[Information shown — start]
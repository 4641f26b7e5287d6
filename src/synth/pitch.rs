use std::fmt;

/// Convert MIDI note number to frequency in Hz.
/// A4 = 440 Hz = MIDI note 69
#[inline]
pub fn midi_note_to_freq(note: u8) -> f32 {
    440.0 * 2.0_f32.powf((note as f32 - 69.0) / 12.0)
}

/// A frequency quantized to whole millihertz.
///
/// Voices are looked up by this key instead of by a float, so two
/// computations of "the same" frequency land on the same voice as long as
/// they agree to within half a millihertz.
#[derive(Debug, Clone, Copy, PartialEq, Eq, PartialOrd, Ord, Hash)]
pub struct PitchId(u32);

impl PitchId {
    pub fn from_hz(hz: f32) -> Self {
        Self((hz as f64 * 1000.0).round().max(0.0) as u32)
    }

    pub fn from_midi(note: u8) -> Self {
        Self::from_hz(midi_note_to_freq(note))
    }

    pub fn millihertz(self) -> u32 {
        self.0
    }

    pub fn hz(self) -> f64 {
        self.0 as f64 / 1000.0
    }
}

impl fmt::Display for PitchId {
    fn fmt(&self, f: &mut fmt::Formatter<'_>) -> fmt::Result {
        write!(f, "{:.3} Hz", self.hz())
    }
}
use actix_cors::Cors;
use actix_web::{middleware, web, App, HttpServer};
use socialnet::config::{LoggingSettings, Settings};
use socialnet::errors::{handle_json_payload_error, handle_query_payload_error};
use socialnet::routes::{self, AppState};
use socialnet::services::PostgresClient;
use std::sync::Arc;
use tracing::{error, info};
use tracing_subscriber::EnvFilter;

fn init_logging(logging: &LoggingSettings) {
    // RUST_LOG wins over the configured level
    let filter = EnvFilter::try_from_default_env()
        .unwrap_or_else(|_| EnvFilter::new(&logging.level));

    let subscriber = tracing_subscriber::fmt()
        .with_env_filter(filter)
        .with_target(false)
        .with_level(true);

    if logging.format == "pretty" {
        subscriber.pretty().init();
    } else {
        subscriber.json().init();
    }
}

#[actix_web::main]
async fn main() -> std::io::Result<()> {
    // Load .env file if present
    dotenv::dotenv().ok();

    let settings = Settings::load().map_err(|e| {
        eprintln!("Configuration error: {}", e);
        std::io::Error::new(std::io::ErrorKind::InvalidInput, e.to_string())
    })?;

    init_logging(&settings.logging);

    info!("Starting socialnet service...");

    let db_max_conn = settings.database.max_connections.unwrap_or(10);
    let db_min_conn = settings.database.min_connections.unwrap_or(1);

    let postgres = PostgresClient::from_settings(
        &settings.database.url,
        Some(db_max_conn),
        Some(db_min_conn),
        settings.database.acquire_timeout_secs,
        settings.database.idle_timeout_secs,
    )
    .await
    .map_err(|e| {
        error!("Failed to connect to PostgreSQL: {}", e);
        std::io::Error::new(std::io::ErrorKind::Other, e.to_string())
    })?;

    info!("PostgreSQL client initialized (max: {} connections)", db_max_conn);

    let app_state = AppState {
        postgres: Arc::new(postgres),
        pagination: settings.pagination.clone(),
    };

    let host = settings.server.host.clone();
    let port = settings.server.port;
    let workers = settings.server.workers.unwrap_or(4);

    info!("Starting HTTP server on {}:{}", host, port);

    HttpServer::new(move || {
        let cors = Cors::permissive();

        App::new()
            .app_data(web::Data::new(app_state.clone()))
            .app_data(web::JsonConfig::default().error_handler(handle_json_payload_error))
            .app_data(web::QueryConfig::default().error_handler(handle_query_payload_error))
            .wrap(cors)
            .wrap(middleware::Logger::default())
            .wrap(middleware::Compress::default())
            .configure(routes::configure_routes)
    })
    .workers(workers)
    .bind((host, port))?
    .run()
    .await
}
[Information shown — finish]
[Information shown — start]
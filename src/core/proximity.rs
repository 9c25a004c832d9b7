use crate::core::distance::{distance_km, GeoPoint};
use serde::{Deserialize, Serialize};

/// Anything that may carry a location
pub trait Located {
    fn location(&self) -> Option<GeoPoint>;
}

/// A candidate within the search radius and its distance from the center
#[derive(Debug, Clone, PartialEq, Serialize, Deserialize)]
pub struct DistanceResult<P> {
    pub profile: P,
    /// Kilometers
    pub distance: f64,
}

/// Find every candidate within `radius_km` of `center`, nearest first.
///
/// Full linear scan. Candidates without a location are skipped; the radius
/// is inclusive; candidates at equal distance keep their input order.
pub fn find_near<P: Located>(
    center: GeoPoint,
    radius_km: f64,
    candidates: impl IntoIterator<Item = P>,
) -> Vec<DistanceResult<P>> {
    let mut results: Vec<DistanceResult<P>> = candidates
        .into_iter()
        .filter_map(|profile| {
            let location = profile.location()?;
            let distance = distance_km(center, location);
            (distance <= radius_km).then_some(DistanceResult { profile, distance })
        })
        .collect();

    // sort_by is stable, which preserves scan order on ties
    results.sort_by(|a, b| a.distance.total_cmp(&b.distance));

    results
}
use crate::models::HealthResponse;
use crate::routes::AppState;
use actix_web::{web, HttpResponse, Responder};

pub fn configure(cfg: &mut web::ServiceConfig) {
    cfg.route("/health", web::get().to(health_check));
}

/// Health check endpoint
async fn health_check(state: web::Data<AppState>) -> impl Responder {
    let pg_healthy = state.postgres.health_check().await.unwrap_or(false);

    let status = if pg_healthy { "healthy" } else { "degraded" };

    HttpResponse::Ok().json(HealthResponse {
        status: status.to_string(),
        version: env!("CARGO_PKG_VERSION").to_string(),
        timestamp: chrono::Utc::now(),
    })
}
[Information shown — finish]
Work instruction -
Return, with no change at all, every line in the entries above from the line containing "repository 4641f26b7e5287d6" through the line containing "async fn main()".

Task result -
repository 4641f26b7e5287d6
filename src/synth/pitch.rs
use std::fmt;

/// Convert MIDI note number to frequency in Hz.
/// A4 = 440 Hz = MIDI note 69
#[inline]
pub fn midi_note_to_freq(note: u8) -> f32 {
    440.0 * 2.0_f32.powf((note as f32 - 69.0) / 12.0)
}

/// A frequency quantized to whole millihertz.
///
/// Voices are looked up by this key instead of by a float, so two
/// computations of "the same" frequency land on the same voice as long as
/// they agree to within half a millihertz.
#[derive(Debug, Clone, Copy, PartialEq, Eq, PartialOrd, Ord, Hash)]
pub struct PitchId(u32);

impl PitchId {
    pub fn from_hz(hz: f32) -> Self {
        Self((hz as f64 * 1000.0).round().max(0.0) as u32)
    }

    pub fn from_midi(note: u8) -> Self {
        Self::from_hz(midi_note_to_freq(note))
    }

    pub fn millihertz(self) -> u32 {
        self.0
    }

    pub fn hz(self) -> f64 {
        self.0 as f64 / 1000.0
    }
}

impl fmt::Display for PitchId {
    fn fmt(&self, f: &mut fmt::Formatter<'_>) -> fmt::Result {
        write!(f, "{:.3} Hz", self.hz())
    }
}
use actix_cors::Cors;
use actix_web::{middleware, web, App, HttpServer};
use socialnet::config::{LoggingSettings, Settings};
use socialnet::errors::{handle_json_payload_error, handle_query_payload_error};
use socialnet::routes::{self, AppState};
use socialnet::services::PostgresClient;
use std::sync::Arc;
use tracing::{error, info};
use tracing_subscriber::EnvFilter;

fn init_logging(logging: &LoggingSettings) {
    // RUST_LOG wins over the configured level
    let filter = EnvFilter::try_from_default_env()
        .unwrap_or_else(|_| EnvFilter::new(&logging.level));

    let subscriber = tracing_subscriber::fmt()
        .with_env_filter(filter)
        .with_target(false)
        .with_level(true);

    if logging.format == "pretty" {
        subscriber.pretty().init();
    } else {
        subscriber.json().init();
    }
}

#[actix_web::main]
async fn main() -> std::io::Result<()> {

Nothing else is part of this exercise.